[Opening EXTRACTED INFORMATION section]

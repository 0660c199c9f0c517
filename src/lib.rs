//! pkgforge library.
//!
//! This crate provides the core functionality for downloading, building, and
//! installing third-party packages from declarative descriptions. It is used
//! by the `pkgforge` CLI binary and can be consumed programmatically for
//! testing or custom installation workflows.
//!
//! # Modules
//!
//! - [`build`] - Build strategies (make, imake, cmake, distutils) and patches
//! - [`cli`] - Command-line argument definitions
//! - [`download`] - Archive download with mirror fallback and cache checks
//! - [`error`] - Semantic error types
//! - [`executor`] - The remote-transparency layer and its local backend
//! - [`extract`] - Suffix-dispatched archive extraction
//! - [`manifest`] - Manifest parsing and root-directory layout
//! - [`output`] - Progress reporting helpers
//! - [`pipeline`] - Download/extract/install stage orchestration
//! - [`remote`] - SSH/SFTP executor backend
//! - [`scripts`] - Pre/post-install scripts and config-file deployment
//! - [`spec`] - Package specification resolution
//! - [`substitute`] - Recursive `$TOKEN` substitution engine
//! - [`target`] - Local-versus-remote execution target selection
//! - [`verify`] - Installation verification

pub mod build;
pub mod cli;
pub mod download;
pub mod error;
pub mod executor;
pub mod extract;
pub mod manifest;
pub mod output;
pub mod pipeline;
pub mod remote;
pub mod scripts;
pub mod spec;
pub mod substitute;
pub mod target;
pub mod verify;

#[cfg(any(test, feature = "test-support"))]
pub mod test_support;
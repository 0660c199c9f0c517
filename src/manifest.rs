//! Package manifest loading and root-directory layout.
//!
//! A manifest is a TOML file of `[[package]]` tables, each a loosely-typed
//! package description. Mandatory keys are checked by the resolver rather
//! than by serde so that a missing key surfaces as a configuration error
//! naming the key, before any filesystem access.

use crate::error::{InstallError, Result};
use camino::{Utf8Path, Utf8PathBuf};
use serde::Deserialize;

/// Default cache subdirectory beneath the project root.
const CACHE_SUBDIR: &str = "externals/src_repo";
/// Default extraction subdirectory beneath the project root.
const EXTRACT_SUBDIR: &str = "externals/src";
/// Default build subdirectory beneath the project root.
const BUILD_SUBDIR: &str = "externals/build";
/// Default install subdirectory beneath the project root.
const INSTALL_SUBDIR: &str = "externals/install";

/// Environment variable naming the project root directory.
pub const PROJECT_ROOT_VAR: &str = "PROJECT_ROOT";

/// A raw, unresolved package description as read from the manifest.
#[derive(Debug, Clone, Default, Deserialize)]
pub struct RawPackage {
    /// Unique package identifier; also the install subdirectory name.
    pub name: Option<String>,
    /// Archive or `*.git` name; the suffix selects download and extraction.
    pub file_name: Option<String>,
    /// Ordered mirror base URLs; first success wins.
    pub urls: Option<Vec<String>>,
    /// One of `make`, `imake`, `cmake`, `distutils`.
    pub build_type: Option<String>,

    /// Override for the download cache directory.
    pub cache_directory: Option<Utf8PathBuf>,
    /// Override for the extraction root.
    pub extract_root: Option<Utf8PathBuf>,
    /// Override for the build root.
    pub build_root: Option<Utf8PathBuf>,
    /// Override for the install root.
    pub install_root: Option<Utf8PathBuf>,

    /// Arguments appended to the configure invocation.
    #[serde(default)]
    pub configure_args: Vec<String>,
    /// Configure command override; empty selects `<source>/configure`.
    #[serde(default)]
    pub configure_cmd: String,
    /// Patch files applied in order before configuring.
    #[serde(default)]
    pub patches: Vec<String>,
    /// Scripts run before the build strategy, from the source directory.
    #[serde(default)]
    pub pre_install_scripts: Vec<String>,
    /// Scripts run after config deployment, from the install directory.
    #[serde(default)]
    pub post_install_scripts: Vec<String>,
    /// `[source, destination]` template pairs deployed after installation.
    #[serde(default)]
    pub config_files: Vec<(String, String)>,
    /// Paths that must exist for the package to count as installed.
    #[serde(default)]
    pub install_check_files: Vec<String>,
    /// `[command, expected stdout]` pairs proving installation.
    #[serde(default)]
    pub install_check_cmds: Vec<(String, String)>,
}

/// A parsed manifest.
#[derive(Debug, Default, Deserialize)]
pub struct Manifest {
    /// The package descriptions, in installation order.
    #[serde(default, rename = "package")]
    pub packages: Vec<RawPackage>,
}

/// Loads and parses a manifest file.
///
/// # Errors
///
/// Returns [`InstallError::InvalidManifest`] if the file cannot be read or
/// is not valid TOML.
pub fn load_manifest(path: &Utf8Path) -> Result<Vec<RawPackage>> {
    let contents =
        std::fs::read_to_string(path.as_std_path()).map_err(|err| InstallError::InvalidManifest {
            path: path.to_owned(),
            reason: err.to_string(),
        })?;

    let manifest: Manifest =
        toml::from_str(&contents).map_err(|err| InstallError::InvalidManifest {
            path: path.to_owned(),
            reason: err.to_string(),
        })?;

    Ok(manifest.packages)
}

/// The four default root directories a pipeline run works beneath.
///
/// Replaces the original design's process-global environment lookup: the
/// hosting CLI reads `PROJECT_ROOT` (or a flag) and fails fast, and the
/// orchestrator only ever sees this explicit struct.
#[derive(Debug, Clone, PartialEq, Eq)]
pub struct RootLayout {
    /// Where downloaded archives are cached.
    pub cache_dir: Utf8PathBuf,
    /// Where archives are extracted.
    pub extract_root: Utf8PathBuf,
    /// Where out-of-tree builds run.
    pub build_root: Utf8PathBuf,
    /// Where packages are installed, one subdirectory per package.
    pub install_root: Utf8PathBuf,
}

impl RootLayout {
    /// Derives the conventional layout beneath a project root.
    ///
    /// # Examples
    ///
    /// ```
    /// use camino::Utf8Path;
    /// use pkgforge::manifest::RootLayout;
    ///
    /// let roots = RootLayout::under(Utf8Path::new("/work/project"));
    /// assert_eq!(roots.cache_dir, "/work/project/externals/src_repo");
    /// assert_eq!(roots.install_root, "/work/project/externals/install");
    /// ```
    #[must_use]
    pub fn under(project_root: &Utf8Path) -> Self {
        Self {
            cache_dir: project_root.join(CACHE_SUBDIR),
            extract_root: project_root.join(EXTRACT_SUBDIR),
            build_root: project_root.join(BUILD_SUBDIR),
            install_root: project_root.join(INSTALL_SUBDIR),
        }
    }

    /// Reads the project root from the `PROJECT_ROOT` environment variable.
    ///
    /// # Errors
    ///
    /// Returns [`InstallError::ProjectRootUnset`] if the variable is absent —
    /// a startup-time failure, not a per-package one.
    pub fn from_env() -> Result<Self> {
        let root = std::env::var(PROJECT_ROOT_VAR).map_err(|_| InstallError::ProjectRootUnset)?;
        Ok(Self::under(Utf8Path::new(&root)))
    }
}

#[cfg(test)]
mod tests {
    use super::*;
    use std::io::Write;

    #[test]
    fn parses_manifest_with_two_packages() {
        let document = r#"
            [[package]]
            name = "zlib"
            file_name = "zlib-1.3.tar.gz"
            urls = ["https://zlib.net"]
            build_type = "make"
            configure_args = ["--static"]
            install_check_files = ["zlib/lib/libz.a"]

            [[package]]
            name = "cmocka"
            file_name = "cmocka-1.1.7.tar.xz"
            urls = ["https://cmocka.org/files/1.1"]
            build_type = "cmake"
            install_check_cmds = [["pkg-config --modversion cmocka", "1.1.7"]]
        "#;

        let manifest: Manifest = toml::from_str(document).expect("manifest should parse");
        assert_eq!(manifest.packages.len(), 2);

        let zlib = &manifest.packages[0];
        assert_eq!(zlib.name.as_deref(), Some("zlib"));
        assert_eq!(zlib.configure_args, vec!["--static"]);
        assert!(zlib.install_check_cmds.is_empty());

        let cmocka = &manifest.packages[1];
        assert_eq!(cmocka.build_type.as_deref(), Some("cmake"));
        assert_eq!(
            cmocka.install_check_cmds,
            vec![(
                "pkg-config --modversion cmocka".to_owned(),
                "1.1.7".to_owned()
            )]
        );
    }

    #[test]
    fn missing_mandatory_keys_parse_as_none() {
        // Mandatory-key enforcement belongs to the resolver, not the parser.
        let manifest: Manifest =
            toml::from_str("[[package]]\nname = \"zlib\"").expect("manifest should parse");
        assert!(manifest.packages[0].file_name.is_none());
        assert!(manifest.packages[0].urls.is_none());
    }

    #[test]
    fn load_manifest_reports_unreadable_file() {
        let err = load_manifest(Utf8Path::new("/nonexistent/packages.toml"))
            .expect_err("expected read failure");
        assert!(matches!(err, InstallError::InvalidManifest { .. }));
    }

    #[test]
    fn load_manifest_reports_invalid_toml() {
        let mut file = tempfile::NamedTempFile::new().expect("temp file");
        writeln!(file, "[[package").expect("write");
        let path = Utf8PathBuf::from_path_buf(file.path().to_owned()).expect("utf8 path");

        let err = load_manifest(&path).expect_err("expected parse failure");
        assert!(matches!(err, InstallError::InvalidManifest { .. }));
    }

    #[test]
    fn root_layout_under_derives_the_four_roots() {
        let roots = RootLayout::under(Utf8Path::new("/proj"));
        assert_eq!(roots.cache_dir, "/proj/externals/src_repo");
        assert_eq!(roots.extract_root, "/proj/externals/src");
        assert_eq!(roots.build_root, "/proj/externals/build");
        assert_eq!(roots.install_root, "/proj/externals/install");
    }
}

[Closing EXTRACTED INFORMATION section]
[Opening EXTRACTED INFORMATION section]

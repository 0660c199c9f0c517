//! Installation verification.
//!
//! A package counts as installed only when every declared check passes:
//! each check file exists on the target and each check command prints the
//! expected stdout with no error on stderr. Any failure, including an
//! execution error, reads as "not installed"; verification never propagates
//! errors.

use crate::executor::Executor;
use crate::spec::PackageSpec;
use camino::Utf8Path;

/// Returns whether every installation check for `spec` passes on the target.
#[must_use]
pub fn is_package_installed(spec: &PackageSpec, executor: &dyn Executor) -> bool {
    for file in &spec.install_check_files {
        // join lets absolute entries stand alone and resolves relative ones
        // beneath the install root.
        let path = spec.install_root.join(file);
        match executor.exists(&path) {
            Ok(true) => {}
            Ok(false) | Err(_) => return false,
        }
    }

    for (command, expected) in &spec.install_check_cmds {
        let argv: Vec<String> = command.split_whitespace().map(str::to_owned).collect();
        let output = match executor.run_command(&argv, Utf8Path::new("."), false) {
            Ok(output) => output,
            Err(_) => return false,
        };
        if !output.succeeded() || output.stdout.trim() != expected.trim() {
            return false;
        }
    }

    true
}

[Closing EXTRACTED INFORMATION section]

WHAT IS EXPECTED:
Pick out the lines above that hold the string "PackageSpec" and show them.

TASK ANSWER:
use crate::spec::PackageSpec;
pub fn is_package_installed(spec: &PackageSpec, executor: &dyn Executor) -> bool {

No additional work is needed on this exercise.